Un articolo scientifico pubblicato sulla rivista BMC Cancer riporta i risultati di uno studio di sequenziamento massivo dei microRNA su campioni di rabdomiosarcoma, un tumore altamente maligno che costituisce circa la meta' dei casi dei sarcomi in tessuti molli dei bambini. Questo studio e' frutto di una collaborazione con diversi dipartimenti dell'Universita' La Sapienza di Roma ed ha evidenziato per la prima volta il potenziale ruolo del miR-378a-3p come possibile oncosoppressore nel rabdomiosarcoma, sottolineando altresi' la sovra rappresentazione di altri membri della famiglia dei miR-378 in questo tumore.

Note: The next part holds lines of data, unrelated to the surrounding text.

#[cfg(test)]
mod tests {
    use super::*;
    use crate::addresses::{FrameNumber, PhysicalAddress, VirtualAddress, VirtualPage};
    use crate::soft_mmu::{SoftInterrupts, SoftMmu};
    use alloc::vec::Vec;
    use kernel_sync::InterruptControl;

    /// Hands out single frames from `[next, end)` and takes them back in any order.
    struct TestPool {
        start: u32,
        next: u32,
        end: u32,
        returned: Vec<FrameNumber>,
    }

    impl TestPool {
        fn new(start: u32, frames: u32) -> Self {
            Self {
                start,
                next: start,
                end: start + frames,
                returned: Vec::new(),
            }
        }

        fn handed_out(&self) -> u32 {
            self.next - self.start - self.returned.len() as u32
        }
    }

    impl FramePool for TestPool {
        fn get_frames(&mut self, count: u32) -> Result<FrameNumber, FramePoolError> {
            if count == 1
                && let Some(f) = self.returned.pop()
            {
                return Ok(f);
            }
            if self.next + count > self.end {
                return Err(FramePoolError::Exhausted { requested: count });
            }
            let f = FrameNumber::new(self.next);
            self.next += count;
            Ok(f)
        }

        fn release_frames(&mut self, first: FrameNumber) -> Result<(), FramePoolError> {
            if !(self.start..self.end).contains(&first.as_u32()) {
                return Err(FramePoolError::OutOfRange(first));
            }
            self.returned.push(first);
            Ok(())
        }
    }

    // 2..4 MiB kernel pool, 4..6 MiB process pool
    const KERNEL: (u32, u32) = (512, 512);
    const PROCESS: (u32, u32) = (1024, 512);

    type TestPaging = Paging<TestPool, TestPool, SoftMmu>;

    fn boot(mode: PagingMode) -> (TestPaging, AddressSpace) {
        SoftInterrupts::set_enabled(true);
        let mut paging = Paging::new(
            PagingConfig::new(info::SHARED_SIZE, mode),
            TestPool::new(KERNEL.0, KERNEL.1),
            TestPool::new(PROCESS.0, PROCESS.1),
            SoftMmu::with_frames(PROCESS.0 + PROCESS.1),
        )
        .unwrap();
        let space = AddressSpace::new(&mut paging).unwrap();
        space.load(&mut paging);
        paging.enable().unwrap();
        (paging, space)
    }

    fn not_present() -> PageFaultError {
        PageFaultError::new()
    }

    fn fault_at(paging: &mut TestPaging, va: u32) -> Result<FaultOutcome, FaultError> {
        paging.mmu_mut().raise_fault(VirtualAddress::new(va));
        paging.handle_fault(not_present())
    }

    #[test]
    fn shared_region_is_identity_mapped() {
        for mode in [PagingMode::Recursive, PagingMode::Identity] {
            let (paging, space) = boot(mode);
            for va in [0x0000_0000, 0x0000_1234, 0x0020_0000, 0x003F_FFFF] {
                assert_eq!(
                    paging.mmu().translate(VirtualAddress::new(va)),
                    Some(PhysicalAddress::new(va))
                );
                assert_eq!(
                    space.query(&paging, VirtualAddress::new(va)),
                    Ok(Some(PhysicalAddress::new(va)))
                );
            }
            assert_eq!(paging.mmu().translate(VirtualAddress::new(0x0040_0000)), None);
        }
    }

    #[test]
    fn construction_layout() {
        let (paging, space) = boot(PagingMode::Recursive);
        let dir = space.directory_address();
        let mmu = paging.mmu();

        let pde0 = mmu.read_phys_u32(dir);
        assert_eq!(pde0 & 0xFFF, 0b011);
        assert_eq!(pde0 >> 12, PROCESS.0, "shared table comes from the process pool");
        assert_eq!(mmu.read_phys_u32(dir + 4), 0b010);
        assert_eq!(mmu.read_phys_u32(dir + 1022 * 4), 0b010);
        assert_eq!(
            mmu.read_phys_u32(dir + 1023 * 4),
            space.directory_frame().base().as_u32() | 0b011
        );
        assert_eq!(space.directory_frame(), FrameNumber::new(KERNEL.0));
        assert_eq!(mmu.read_cr3().directory(), space.directory_frame());
        assert!(mmu.read_cr0().pg_paging());
    }

    #[test]
    fn identity_mode_keeps_tables_in_the_kernel_pool() {
        let (paging, space) = boot(PagingMode::Identity);
        let dir = space.directory_address();
        let mmu = paging.mmu();
        assert_eq!(mmu.read_phys_u32(dir) >> 12, KERNEL.0 + 1);
        assert_eq!(mmu.read_phys_u32(dir + 1023 * 4), 0b010);
        assert_eq!(paging.kernel_pool().handed_out(), 2);
        assert_eq!(paging.process_pool().handed_out(), 0);
    }

    #[test]
    fn recursive_views_reach_the_directory() {
        let (paging, space) = boot(PagingMode::Recursive);
        let view = paging.mmu().translate(recursive::directory_view());
        assert_eq!(view, Some(space.directory_address()));
        let table0 = paging
            .mmu()
            .translate(recursive::table_view(page_table::pd::DirIndex::new(0)));
        assert_eq!(table0, Some(FrameNumber::new(PROCESS.0).base()));
    }

    #[test]
    fn first_fault_in_a_slot_installs_table_and_page() {
        for mode in [PagingMode::Recursive, PagingMode::Identity] {
            let (mut paging, space) = boot(mode);
            let outcome = fault_at(&mut paging, 0x4000_0000).unwrap();
            let FaultOutcome::TableAndPageMapped { table, page } = outcome else {
                panic!("expected a new table, got {outcome:?}");
            };
            assert_ne!(table, page);

            let pde = paging.mmu().read_phys_u32(space.directory_address() + 256 * 4);
            assert_eq!(pde, table.base().as_u32() | 0b011);
            // untouched neighbours carry the user marker
            assert_eq!(paging.mmu().read_phys_u32(table.base() + 4), 0b100);
            assert_eq!(
                paging.translate(VirtualAddress::new(0x4000_0ABC)),
                Some(page.base() + 0xABC)
            );

            let outcome = fault_at(&mut paging, 0x4000_1000).unwrap();
            assert!(matches!(outcome, FaultOutcome::PageMapped { .. }));
        }
    }

    #[test]
    fn repeated_fault_is_harmless() {
        let (mut paging, _space) = boot(PagingMode::Recursive);
        fault_at(&mut paging, 0x4000_0000).unwrap();
        let before = paging.process_pool().handed_out();
        assert_eq!(fault_at(&mut paging, 0x4000_0010), Ok(FaultOutcome::AlreadyMapped));
        assert_eq!(paging.process_pool().handed_out(), before);
    }

    #[test]
    fn protection_faults_are_rejected() {
        let (mut paging, _space) = boot(PagingMode::Recursive);
        paging.mmu_mut().raise_fault(VirtualAddress::new(0x1000));
        let code = PageFaultError::new().with_present(true).with_write(true);
        assert_eq!(
            paging.handle_fault(code),
            Err(FaultError::ProtectionViolation {
                address: VirtualAddress::new(0x1000),
                code
            })
        );
    }

    #[test]
    fn recursive_window_is_off_limits() {
        let (mut paging, _space) = boot(PagingMode::Recursive);
        assert_eq!(
            fault_at(&mut paging, 0xFFC0_1000),
            Err(FaultError::RecursiveWindow(VirtualAddress::new(0xFFC0_1000)))
        );
    }

    #[test]
    fn registry_gates_fault_resolution() {
        let (mut paging, _space) = boot(PagingMode::Recursive);
        // with no pools registered every address is accepted
        assert!(fault_at(&mut paging, 0x8000_0000).is_ok());

        paging.register_pool(PoolExtent::new(VirtualAddress::new(0x4000_0000), 0x10_0000));
        assert!(fault_at(&mut paging, 0x4000_2000).is_ok());
        assert_eq!(
            fault_at(&mut paging, 0x9000_0000),
            Err(FaultError::IllegitimateAddress(VirtualAddress::new(0x9000_0000)))
        );
    }

    #[test]
    fn exhausted_pool_surfaces_as_fault_error() {
        let (mut paging, _space) = boot(PagingMode::Recursive);
        while paging.process_pool_mut().get_frames(1).is_ok() {}
        assert_eq!(
            fault_at(&mut paging, 0x4000_0000),
            Err(FaultError::OutOfFrames(FramePoolError::Exhausted { requested: 1 }))
        );
    }

    #[test]
    fn faults_before_enable_are_rejected() {
        let mut paging = Paging::new(
            PagingConfig::default(),
            TestPool::new(KERNEL.0, KERNEL.1),
            TestPool::new(PROCESS.0, PROCESS.1),
            SoftMmu::with_frames(PROCESS.0 + PROCESS.1),
        )
        .unwrap();
        assert_eq!(paging.enable(), Err(PagingError::NoActiveAddressSpace));
        paging.mmu_mut().raise_fault(VirtualAddress::new(0x4000_0000));
        assert_eq!(paging.handle_fault(not_present()), Err(FaultError::PagingDisabled));
    }

    #[test]
    fn enable_twice_fails() {
        let (mut paging, _space) = boot(PagingMode::Recursive);
        assert_eq!(paging.enable(), Err(PagingError::AlreadyEnabled));
        assert_eq!(
            AddressSpace::new(&mut paging).map(|_| ()),
            Err(PagingError::AlreadyEnabled)
        );
    }

    #[test]
    fn shared_size_must_fit_one_table() {
        let make = |size| {
            Paging::new(
                PagingConfig::new(size, PagingMode::Recursive),
                TestPool::new(KERNEL.0, KERNEL.1),
                TestPool::new(PROCESS.0, PROCESS.1),
                SoftMmu::with_frames(1),
            )
            .map(|_| ())
        };
        assert_eq!(make(0), Err(PagingError::SharedSizeInvalid(0)));
        assert_eq!(make(4097), Err(PagingError::SharedSizeInvalid(4097)));
        assert_eq!(make(8 << 20), Err(PagingError::SharedSizeInvalid(8 << 20)));
        assert_eq!(make(2 << 20), Ok(()));
    }

    #[test]
    fn smaller_shared_region_leaves_the_rest_unmapped() {
        let mut paging = Paging::new(
            PagingConfig::new(1 << 20, PagingMode::Recursive),
            TestPool::new(KERNEL.0, KERNEL.1),
            TestPool::new(PROCESS.0, PROCESS.1),
            SoftMmu::with_frames(PROCESS.0 + PROCESS.1),
        )
        .unwrap();
        let space = AddressSpace::new(&mut paging).unwrap();
        space.load(&mut paging);
        paging.enable().unwrap();
        assert!(paging.translate(VirtualAddress::new(0x000F_F000)).is_some());
        assert_eq!(paging.translate(VirtualAddress::new(0x0010_0000)), None);
    }

    #[test]
    fn free_page_returns_the_frame_and_flushes() {
        for mode in [PagingMode::Recursive, PagingMode::Identity] {
            let (mut paging, space) = boot(mode);
            let page = VirtualPage::containing(VirtualAddress::new(0x4000_3000));
            let frame = fault_at(&mut paging, 0x4000_3000).unwrap().page().unwrap();
            let loads = paging.mmu().root_loads();

            assert_eq!(space.free_page(&mut paging, page), Ok(Some(frame)));
            assert_eq!(paging.process_pool().returned, [frame]);
            assert_eq!(paging.mmu().root_loads(), loads + 1);
            assert_eq!(paging.translate(page.base()), None);

            // entry keeps its frame bits, only present is cleared
            let (dir, index) = page_table::split_indices(page.base());
            let pde = paging
                .mmu()
                .read_phys_u32(space.directory_address() + dir.as_usize() as u32 * 4);
            let pte = paging
                .mmu()
                .read_phys_u32(PhysicalAddress::new(pde & !0xFFF) + index.as_usize() as u32 * 4);
            assert_eq!(pte, frame.base().as_u32() | 0b010);
        }
    }

    #[test]
    fn free_page_of_untouched_page_is_a_no_op() {
        let (mut paging, space) = boot(PagingMode::Recursive);
        let never = VirtualPage::containing(VirtualAddress::new(0x4000_0000));
        assert_eq!(space.free_page(&mut paging, never), Ok(None));

        fault_at(&mut paging, 0x4000_0000).unwrap();
        let neighbour = VirtualPage::containing(VirtualAddress::new(0x4000_1000));
        assert_eq!(space.free_page(&mut paging, neighbour), Ok(None));
        assert!(paging.process_pool().returned.is_empty());
    }

    #[test]
    fn free_page_requires_the_current_space() {
        let mut paging = Paging::new(
            PagingConfig::default(),
            TestPool::new(KERNEL.0, KERNEL.1),
            TestPool::new(PROCESS.0, PROCESS.1),
            SoftMmu::with_frames(PROCESS.0 + PROCESS.1),
        )
        .unwrap();
        let first = AddressSpace::new(&mut paging).unwrap();
        let second = AddressSpace::new(&mut paging).unwrap();
        second.load(&mut paging);
        paging.enable().unwrap();
        let page = VirtualPage::containing(VirtualAddress::new(0x4000_0000));
        assert_eq!(
            first.free_page(&mut paging, page),
            Err(PagingError::NotActive(first.directory_frame()))
        );
        assert!(second.is_current(&paging));
    }

    #[test]
    fn access_backs_the_page_on_demand() {
        let (mut paging, _space) = boot(PagingMode::Recursive);
        let va = VirtualAddress::new(0x4000_0040);
        assert_eq!(paging.translate(va), None);
        let word: &mut u32 = unsafe { paging.access(va) }.unwrap();
        *word = 0xDEAD_BEEF;
        let pa = paging.translate(va).unwrap();
        assert_eq!(paging.mmu().read_phys_u32(pa), 0xDEAD_BEEF);
        assert_eq!(paging.prefault(va), Ok(FaultOutcome::AlreadyMapped));
    }

    #[test]
    fn fault_resolution_restores_interrupts() {
        let (mut paging, _space) = boot(PagingMode::Recursive);
        let before = SoftInterrupts::disable_count();
        fault_at(&mut paging, 0x4000_0000).unwrap();
        assert!(SoftInterrupts::interrupts_enabled());
        assert!(SoftInterrupts::disable_count() > before);

        SoftInterrupts::set_enabled(false);
        fault_at(&mut paging, 0x4000_1000).unwrap();
        assert!(!SoftInterrupts::interrupts_enabled());
        SoftInterrupts::set_enabled(true);
    }
}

* [Luglio 2014]: sequenziamento ed analisi dell'esoma intero per investigare le anomalie della determinazione del sesso nell'uomo

Un articolo scientifico pubblicato sulla rivista scientifica Human Molecular Genetics riporta i risultati di uno studio di analisi genetica condotto in collaborazione con il Laboratorio di Genetica dello Sviluppo Umano dell'Istituto Pasteur di Parigi. Sequenziamenti ed analisi di esomi interi condotti in Genomnia hanno portato ad identificare una nuova mutazione nel gene FOG2 responsabile di un disordine dello sviluppo del sesso nell'uomo (DSD).

* [Marzo 2014]: introduzione all'analisi degli RNA non codificanti nelle malattie neurodegenerative

E' stato pubblicata sulla rivista Frontiers in Cellular Neuroscience una review, frutto di una collaborazione con un laboratorio dell'Universita' Ebraica di Gerusalemme, che illustra i metodi analitici messi a punto in Genomnia per analizzare dati NGS da trascrittoma intero, con alcune considerazioni di tipo 'sistemico' che si applicano specificatamente alle malattie neurodegenerative.

* [Marzo 2014]: RNA codificanti e non codificanti nei leucociti di pazienti con Malattia di Parkinson

E' stato pubblicato sulla rivista specializzata PLoS Computational Biology un lavoro di analisi bioinformatica di dati da sequenziamento di RNA seq con tecnologia SOLiD. Autori un gruppo Israeliano e la bioinformatica di Genomnia. In questo lavoro si evidenziano dinamiche significative degli RNA coificanti e non codificanti (lincRNAs) in linfociti di pazienti con PD sottoposti a trattamento terapeutico. La possibilita' di ritrovare nel trascrittoma delle cellule circolanti del sangue variazioni nell'espressione genica di mRNA e ncRNA avvenute a livello centrale suggerisce potenzialita' interessanti a livello diagnostico - applicativo.

* [Dicembre 2013]: epigenetica ed ipertrofia cardiaca

E' stato pubblicato sulla prestigiosa rivista PNAS un articolo che riporta sequenziamenti ChIP-seq e parte delle relative analisi condotti in Genomnia. Questo lavoro rivela significative correlazioni tra 'signature' epigenetiche ed ipertrofia cardiaca.